* ABOUT THIS EXERCISE: Your task is to copy each line of the material that includes "println".

_ _ _ _ _ _ _

//! Study commands - interactive review loop and due counts

use std::io::{self, BufRead, Write};
use std::sync::Arc;

use anyhow::Result;
use clap::Subcommand;

use recallsync_core::domain::DeckId;
use recallsync_study::{SessionError, SessionPhase, StudySessionController};

use crate::commands::AppContext;
use crate::output::Printer;

#[derive(Debug, Subcommand)]
pub enum StudyCommand {
    /// Study the due cards of a deck interactively
    Run {
        /// Deck id
        deck_id: DeckId,
        /// Maximum cards to fetch for this session
        #[arg(long)]
        limit: Option<u32>,
    },
    /// Show how many cards are currently due in a deck
    Due {
        /// Deck id
        deck_id: DeckId,
    },
}

impl StudyCommand {
    pub async fn execute(&self, ctx: &AppContext, printer: &Printer) -> Result<()> {
        match self {
            StudyCommand::Run { deck_id, limit } => {
                let limit = limit.unwrap_or(ctx.config.study.default_limit);
                let session = StudySessionController::load(
                    *deck_id,
                    limit,
                    ctx.gateway.as_ref(),
                    Arc::clone(&ctx.store),
                    Arc::clone(&ctx.coordinator),
                )
                .await
                .map_err(|err| anyhow::anyhow!("failed to start session: {err}"))?;
                run_session(session, printer).await
            }
            StudyCommand::Due { deck_id } => {
                let items = ctx
                    .gateway
                    .get_next_due(*deck_id, ctx.config.study.due_count_probe_limit)
                    .await?;
                let due = items.len();
                printer.json(&serde_json::json!({ "deckId": deck_id, "due": due }));
                if !printer.is_json() {
                    println!("{due} cards due");
                }
                Ok(())
            }
        }
    }
}

/// Reveal-and-grade loop over stdin
///
/// Enter reveals the back, `0`-`5` grades the card, `q` ends the session
/// early. A failed grade keeps the card on screen for a retry.
async fn run_session(mut session: StudySessionController, printer: &Printer) -> Result<()> {
    if session.phase() == SessionPhase::Finished {
        printer.success("nothing due, you're all caught up");
        return Ok(());
    }
    println!("{} cards due\n", session.queue_len());

    let stdin = io::stdin();
    let mut lines = stdin.lock().lines();

    while session.phase() != SessionPhase::Finished {
        let item = match session.current() {
            Some(item) => item,
            None => break,
        };
        println!(
            "[{}/{}] {}",
            session.cursor() + 1,
            session.queue_len(),
            item.card().front().as_str()
        );
        print!("(enter to reveal, q to quit) ");
        io::stdout().flush()?;
        match lines.next() {
            Some(Ok(line)) if line.trim() == "q" => break,
            Some(Ok(_)) => {}
            _ => break,
        }
        session.reveal()?;
        let item = session.current().map(|i| i.card().back().as_str().to_string());
        if let Some(back) = item {
            println!("-> {back}");
        }

        loop {
            print!("grade 0-5 (q to quit): ");
            io::stdout().flush()?;
            let input = match lines.next() {
                Some(Ok(line)) => line,
                _ => return Ok(()),
            };
            let input = input.trim();
            if input == "q" {
                return Ok(());
            }
            let Ok(quality) = input.parse::<u8>() else {
                printer.error("enter a number between 0 and 5");
                continue;
            };
            match session.submit_quality(quality).await {
                Ok(_) => break,
                Err(SessionError::Domain(err)) => {
                    printer.error(&err.to_string());
                }
                Err(SessionError::Gateway(err)) => {
                    // Session state is unchanged; the user decides
                    printer.error(&format!("grade not saved: {err} (retry or q)"));
                }
                Err(err) => {
                    printer.error(&err.to_string());
                    return Ok(());
                }
            }
        }
    }

    printer.success("session finished");
    Ok(())
}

_ _ _ _ _ _ _

* ANSWER SECTION:
                    println!("{due} cards due");
    println!("{} cards due\n", session.queue_len());
        println!(
            println!("-> {back}");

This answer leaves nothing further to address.